Regulation of Reactionary Dentine Formation

During the treatment of dental caries that has not penetrated the tooth pulp, maintenance of as much unaffected dentine as possible is a major goal during the physical removal of decayed mineral. Damage to dentine leads to release of fossilized factors (transforming growth factor-beta [TGF-beta] and bone morphogenic protein [BMP]) in the dentine that are believed to stimulate odontoblasts to secrete new tertiary dentine (reactionary dentine). This is formed on the pulpal surface of existing dentine and rethickens the dentine.
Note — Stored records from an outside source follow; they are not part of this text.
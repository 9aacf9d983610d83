use std::sync::Arc;

use crate::{auth, config::Config, main_lib::AppState};
use axum::{
    middleware,
    routing::{get, post},
    Json, Router,
};
use tower_http::{
    cors::{Any, CorsLayer},
    request_id::{MakeRequestUuid, PropagateRequestIdLayer, SetRequestIdLayer},
    timeout::TimeoutLayer,
    trace::TraceLayer,
};
use utoipa::OpenApi;

pub mod coach;
pub mod events;
pub mod goals;
pub mod schedule;
pub mod tasks;

#[utoipa::path(get, path = "/api/v1/healthz", responses((status = 200, description = "Health")))]
pub async fn healthz() -> &'static str {
    "ok"
}

#[utoipa::path(get, path = "/api/v1/readyz", responses((status = 200, description = "Ready")))]
pub async fn readyz() -> &'static str {
    "ok"
}

#[derive(OpenApi)]
#[openapi(paths(healthz, readyz), tags((name = "finitive")))]
pub struct ApiDoc;

pub fn app_router(state: Arc<AppState>, config: &Config) -> Router {
    let cors = if config.cors_allow.iter().any(|o| o == "*") {
        CorsLayer::new().allow_origin(Any)
    } else {
        let origins = config
            .cors_allow
            .iter()
            .map(|o| o.parse().unwrap())
            .collect::<Vec<_>>();
        CorsLayer::new().allow_origin(origins)
    };

    let openapi = ApiDoc::openapi();

    let protected = Router::new()
        .merge(goals::router())
        .merge(tasks::router())
        .merge(events::router())
        .merge(coach::router())
        .route_layer(middleware::from_fn_with_state(
            state.clone(),
            auth::require_jwt,
        ));

    let api = Router::new()
        .route("/healthz", get(healthz))
        .route("/readyz", get(readyz))
        .route("/auth/login", post(auth::login))
        .route("/auth/status", get(auth::auth_status))
        .merge(protected);

    Router::new()
        .nest("/api/v1", api)
        .route("/api/schedule/generate", post(schedule::generate_schedule))
        .route(
            "/auth/callback",
            post(auth::begin_otp).get(auth::exchange_code),
        )
        .route("/openapi.json", get(|| async { Json(openapi) }))
        .with_state(state)
        .layer(cors)
        .layer(SetRequestIdLayer::x_request_id(MakeRequestUuid))
        .layer(PropagateRequestIdLayer::x_request_id())
        .layer(TimeoutLayer::new(config.request_timeout))
        .layer(TraceLayer::new_for_http())
}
We have previously shown that activation of Wnt/-catenin signaling is pivotal for tooth repair in exposed pulp injury, and the pathway can be activated by small-molecule GSK-3 antagonists, resulting in enhanced reparative dentine formation. Here, we use a nonexposed pulp injury model to investigate the mechanisms of reactionary dentine formation in vivo, using small molecules to modulate the Wnt/beta-catenin, TGF-beta, and BMP pathways. We found that a local increase of Wnt activation at the injury site enhances reactionary dentine secretion. In addition, inhibition of TGF-beta, BMP, or Wnt pathways does not impede reactionary dentine formation, although inhibition of TGF-beta and/or BMP signaling does result in more disorganized, nontubular reactionary dentine. This suggests that Wnt/beta-catenin signaling plays no major role in the formation of reactionary dentine, but in common with reparative dentine formation, exogenous elevation of Wnt/beta-catenin signaling can enhance tertiary dentine formation. Release of latent TGF-beta or BMPs from dentine is not required for the deposition of mineral to form reactionary dentine but does play a role in its organization.